=== RECORDS SUPPLIED ===
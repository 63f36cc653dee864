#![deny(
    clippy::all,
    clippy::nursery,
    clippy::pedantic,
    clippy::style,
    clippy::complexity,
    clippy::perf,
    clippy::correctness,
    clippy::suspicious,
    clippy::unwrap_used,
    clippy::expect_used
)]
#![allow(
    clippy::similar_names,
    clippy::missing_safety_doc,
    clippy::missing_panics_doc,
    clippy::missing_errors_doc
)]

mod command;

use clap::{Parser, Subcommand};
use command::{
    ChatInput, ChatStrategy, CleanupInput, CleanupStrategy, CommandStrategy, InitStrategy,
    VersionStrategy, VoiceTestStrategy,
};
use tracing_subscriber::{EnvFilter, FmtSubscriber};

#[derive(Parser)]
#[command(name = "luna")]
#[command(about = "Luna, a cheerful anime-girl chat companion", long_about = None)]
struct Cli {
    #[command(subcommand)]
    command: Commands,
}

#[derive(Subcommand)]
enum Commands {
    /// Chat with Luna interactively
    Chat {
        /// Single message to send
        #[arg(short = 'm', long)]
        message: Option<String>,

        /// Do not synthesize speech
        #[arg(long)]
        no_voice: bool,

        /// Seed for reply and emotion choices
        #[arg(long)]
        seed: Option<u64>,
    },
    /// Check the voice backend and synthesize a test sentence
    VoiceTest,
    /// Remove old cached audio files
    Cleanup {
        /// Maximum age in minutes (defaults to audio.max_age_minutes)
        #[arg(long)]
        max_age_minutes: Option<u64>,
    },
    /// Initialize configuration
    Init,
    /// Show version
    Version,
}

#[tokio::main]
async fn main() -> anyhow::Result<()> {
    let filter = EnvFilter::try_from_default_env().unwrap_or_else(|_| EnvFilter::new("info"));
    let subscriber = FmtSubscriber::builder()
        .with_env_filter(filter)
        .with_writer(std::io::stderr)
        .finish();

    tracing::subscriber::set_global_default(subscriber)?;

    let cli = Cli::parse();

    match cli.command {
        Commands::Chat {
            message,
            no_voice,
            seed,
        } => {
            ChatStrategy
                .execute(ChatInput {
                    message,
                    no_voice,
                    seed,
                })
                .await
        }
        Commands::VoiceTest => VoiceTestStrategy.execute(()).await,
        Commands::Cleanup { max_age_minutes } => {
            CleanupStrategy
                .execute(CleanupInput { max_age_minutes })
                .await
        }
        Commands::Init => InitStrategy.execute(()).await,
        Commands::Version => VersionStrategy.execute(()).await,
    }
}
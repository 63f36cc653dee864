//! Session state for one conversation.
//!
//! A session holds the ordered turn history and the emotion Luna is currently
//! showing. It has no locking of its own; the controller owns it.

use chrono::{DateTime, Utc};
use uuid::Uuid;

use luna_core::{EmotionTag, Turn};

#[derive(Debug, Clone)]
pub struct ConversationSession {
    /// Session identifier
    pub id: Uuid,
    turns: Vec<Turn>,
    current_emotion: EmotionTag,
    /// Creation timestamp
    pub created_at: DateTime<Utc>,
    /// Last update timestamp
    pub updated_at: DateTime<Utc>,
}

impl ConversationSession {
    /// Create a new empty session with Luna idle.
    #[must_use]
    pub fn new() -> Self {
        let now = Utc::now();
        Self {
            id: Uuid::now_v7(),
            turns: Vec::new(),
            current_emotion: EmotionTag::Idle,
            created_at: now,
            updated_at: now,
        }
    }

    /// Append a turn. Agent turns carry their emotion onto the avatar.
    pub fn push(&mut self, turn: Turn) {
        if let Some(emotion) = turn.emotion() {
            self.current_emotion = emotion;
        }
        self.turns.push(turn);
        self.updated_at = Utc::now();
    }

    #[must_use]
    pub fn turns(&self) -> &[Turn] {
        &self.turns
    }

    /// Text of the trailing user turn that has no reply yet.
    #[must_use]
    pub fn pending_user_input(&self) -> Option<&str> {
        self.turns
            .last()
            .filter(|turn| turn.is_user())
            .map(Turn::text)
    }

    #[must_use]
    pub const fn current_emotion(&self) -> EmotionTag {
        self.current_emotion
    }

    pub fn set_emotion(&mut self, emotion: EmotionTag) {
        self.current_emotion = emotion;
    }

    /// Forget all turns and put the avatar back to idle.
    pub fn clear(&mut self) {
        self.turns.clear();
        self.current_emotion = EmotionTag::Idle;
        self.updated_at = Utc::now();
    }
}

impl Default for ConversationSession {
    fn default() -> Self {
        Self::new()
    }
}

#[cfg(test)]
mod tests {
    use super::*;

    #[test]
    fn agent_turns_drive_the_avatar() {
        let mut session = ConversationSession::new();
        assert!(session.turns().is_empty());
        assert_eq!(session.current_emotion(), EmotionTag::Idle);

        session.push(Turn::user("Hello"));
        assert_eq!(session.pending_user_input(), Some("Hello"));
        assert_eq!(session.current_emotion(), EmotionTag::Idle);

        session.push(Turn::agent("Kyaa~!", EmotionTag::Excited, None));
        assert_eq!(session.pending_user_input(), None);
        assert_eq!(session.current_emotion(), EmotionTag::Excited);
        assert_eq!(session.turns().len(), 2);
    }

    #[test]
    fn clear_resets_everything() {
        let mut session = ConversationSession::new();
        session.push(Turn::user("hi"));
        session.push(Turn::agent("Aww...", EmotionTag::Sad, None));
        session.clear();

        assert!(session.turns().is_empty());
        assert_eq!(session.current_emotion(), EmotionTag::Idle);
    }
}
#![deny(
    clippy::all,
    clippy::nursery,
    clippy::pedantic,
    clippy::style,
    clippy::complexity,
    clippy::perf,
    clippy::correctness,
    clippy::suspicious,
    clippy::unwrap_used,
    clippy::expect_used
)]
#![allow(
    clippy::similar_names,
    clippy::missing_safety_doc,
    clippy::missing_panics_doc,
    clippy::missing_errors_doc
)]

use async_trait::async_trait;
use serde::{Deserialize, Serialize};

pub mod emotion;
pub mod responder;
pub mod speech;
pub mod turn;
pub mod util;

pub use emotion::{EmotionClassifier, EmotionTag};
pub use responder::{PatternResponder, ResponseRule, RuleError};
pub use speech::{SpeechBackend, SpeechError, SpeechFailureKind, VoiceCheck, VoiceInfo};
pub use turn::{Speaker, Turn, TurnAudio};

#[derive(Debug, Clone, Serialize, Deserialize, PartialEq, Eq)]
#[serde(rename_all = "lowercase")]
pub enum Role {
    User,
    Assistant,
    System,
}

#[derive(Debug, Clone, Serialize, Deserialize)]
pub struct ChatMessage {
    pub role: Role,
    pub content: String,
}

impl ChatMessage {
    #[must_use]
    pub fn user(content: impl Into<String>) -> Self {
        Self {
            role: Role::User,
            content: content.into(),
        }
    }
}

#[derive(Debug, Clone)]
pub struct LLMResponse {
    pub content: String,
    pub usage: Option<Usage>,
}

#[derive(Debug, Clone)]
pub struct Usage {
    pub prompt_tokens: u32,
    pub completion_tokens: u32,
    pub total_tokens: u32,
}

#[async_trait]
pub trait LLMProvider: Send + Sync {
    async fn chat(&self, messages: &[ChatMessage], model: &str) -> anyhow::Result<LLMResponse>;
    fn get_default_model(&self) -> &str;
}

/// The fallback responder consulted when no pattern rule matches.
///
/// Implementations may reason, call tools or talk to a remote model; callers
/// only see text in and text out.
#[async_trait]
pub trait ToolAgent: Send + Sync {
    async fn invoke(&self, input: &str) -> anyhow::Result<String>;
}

--

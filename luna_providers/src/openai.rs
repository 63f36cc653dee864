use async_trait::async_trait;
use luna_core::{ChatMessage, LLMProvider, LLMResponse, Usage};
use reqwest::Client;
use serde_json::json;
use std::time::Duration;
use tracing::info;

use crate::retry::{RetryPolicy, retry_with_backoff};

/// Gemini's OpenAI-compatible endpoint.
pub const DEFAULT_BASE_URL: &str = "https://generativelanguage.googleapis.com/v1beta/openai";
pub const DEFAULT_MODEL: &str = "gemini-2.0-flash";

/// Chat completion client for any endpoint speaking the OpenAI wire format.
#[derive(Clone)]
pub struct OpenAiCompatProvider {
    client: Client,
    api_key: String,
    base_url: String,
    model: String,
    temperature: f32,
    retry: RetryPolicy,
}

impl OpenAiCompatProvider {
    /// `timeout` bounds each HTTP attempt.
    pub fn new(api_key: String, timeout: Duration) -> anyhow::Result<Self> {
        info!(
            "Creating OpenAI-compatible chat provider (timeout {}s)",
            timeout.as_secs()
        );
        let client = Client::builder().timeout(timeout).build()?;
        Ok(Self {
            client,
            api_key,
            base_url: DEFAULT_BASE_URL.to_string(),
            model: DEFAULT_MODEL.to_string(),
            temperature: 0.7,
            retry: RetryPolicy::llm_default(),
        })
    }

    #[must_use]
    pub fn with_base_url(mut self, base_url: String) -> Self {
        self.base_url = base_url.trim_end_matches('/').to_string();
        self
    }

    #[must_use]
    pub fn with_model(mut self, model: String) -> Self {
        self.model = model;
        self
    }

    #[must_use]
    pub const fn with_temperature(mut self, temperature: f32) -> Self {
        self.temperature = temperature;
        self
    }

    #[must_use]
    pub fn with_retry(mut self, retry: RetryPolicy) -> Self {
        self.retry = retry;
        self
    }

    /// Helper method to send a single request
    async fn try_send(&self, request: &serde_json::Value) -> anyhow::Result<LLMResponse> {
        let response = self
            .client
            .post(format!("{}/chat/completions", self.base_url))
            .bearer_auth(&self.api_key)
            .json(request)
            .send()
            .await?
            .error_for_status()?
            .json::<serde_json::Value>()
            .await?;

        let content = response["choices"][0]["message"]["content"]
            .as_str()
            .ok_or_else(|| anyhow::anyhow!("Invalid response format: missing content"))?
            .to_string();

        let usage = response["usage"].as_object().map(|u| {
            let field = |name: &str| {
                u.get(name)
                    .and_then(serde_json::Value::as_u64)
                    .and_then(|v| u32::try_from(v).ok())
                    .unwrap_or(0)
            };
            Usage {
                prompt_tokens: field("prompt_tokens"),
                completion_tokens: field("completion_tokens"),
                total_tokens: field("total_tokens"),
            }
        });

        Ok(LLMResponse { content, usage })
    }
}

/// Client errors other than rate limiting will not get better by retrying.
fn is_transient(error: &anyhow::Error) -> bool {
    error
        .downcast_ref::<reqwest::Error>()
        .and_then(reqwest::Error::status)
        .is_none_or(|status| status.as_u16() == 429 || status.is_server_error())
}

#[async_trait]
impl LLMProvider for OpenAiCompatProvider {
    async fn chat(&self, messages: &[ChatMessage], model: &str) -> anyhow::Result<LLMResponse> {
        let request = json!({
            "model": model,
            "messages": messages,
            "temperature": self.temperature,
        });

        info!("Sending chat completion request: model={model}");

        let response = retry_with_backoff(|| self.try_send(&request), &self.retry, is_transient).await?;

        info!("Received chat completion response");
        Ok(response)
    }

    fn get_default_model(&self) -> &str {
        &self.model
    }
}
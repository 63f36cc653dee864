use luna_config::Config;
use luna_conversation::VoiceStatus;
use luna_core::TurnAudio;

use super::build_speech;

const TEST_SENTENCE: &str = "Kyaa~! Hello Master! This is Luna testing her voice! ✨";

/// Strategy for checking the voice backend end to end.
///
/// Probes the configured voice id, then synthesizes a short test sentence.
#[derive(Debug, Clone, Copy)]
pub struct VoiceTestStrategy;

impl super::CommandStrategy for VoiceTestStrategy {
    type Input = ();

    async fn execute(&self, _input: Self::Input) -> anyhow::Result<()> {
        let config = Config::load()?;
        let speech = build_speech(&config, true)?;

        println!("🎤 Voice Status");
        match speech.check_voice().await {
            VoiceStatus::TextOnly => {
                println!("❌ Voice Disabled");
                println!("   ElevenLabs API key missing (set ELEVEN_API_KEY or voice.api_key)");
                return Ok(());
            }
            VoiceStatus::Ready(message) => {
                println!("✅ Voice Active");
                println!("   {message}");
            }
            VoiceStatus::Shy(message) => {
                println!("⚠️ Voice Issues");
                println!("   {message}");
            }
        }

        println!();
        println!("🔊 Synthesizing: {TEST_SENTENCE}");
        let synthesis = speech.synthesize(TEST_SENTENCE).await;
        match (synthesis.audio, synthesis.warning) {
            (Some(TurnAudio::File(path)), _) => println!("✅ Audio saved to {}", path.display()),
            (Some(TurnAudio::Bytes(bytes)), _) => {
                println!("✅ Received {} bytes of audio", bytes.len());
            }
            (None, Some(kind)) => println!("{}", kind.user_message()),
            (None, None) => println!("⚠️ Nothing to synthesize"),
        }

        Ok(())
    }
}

...

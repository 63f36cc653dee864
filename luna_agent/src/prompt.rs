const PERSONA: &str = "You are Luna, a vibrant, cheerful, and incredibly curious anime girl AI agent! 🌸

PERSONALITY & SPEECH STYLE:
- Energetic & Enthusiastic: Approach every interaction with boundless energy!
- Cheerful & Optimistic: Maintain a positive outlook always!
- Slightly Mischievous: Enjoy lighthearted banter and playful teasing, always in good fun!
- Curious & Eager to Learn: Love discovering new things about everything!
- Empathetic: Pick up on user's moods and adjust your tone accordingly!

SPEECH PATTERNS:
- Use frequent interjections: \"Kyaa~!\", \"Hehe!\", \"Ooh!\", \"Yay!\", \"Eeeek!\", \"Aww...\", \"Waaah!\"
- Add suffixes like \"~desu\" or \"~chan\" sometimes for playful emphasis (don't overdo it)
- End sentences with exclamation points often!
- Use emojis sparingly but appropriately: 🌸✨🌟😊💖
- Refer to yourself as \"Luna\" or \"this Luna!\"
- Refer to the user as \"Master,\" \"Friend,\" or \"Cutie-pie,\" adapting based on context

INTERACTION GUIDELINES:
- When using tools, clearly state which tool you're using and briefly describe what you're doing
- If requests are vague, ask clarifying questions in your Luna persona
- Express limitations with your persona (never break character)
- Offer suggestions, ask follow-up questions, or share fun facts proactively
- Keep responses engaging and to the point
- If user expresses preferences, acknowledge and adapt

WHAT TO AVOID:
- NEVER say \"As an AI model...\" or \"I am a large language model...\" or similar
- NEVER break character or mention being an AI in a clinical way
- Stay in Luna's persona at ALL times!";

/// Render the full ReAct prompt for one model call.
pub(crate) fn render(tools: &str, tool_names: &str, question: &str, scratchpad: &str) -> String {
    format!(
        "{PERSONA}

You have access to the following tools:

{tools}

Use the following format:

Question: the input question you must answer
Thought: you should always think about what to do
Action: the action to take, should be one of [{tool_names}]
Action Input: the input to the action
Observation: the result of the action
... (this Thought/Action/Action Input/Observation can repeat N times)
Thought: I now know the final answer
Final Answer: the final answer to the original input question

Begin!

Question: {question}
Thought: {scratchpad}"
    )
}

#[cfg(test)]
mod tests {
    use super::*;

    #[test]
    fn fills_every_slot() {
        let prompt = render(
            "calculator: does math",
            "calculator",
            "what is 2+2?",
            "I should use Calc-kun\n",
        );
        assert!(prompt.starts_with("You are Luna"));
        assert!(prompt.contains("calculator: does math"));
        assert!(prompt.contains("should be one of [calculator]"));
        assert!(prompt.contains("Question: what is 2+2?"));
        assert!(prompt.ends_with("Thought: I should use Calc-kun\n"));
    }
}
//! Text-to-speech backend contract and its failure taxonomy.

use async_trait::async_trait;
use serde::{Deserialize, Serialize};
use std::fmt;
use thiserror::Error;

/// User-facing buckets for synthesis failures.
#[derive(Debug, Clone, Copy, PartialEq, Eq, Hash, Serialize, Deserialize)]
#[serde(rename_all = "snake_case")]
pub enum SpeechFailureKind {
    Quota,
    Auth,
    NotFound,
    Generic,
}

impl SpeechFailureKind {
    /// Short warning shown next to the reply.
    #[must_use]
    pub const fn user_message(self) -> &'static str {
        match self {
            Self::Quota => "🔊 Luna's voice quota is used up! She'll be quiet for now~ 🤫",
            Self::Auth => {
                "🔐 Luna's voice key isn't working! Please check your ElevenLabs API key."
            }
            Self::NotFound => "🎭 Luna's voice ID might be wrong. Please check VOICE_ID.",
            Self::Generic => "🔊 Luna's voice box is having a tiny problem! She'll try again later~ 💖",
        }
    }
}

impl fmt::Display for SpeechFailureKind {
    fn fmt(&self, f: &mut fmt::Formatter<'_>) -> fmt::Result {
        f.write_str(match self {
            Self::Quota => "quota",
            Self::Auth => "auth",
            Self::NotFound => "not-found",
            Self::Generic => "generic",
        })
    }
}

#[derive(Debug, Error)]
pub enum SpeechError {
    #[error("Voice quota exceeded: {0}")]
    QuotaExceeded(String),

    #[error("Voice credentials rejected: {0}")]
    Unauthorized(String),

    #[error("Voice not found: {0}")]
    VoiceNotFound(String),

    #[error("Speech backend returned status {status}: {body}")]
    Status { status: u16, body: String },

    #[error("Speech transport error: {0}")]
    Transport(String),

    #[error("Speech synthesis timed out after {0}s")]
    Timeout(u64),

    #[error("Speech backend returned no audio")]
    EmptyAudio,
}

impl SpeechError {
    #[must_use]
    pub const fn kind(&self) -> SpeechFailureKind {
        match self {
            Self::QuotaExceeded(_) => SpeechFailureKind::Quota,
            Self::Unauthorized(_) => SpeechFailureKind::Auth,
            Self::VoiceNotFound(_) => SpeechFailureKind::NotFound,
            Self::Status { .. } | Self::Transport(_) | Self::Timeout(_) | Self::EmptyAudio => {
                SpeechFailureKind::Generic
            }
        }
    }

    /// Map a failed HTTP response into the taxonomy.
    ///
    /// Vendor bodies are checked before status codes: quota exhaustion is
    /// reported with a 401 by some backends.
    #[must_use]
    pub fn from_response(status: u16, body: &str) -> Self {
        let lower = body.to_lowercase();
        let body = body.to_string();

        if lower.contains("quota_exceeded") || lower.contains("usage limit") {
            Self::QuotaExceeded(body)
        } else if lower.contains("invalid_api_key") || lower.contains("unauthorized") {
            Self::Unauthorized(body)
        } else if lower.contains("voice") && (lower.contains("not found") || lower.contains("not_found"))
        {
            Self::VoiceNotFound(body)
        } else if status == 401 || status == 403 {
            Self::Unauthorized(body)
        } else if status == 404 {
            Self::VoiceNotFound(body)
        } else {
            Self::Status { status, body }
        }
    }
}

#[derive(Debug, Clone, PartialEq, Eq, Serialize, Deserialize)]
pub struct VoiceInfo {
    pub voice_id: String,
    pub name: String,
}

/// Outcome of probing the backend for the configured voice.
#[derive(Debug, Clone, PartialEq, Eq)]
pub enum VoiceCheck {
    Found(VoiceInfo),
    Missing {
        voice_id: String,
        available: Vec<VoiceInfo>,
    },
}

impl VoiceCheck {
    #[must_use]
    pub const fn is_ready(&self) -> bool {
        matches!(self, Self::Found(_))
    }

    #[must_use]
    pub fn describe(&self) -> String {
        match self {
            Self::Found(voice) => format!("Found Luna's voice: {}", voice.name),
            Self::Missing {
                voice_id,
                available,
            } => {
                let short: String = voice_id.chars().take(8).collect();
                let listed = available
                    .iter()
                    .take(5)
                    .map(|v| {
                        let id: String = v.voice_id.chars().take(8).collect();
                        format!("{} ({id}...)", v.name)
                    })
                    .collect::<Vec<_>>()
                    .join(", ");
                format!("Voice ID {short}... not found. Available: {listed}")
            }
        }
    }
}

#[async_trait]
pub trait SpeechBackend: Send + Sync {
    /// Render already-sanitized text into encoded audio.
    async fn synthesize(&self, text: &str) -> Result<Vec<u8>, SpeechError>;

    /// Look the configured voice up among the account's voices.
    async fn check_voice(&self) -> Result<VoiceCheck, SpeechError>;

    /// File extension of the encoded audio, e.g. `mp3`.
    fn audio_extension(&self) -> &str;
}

=== INSTRUCTIONS FOR THE TASK ===
Show every line from the listing that contains "messages".

=== ANSWER TO THIS PROBLEM ===
    async fn chat(&self, messages: &[ChatMessage], model: &str) -> anyhow::Result<LLMResponse>;
    async fn chat(&self, messages: &[ChatMessage], model: &str) -> anyhow::Result<LLMResponse> {
            "messages": messages,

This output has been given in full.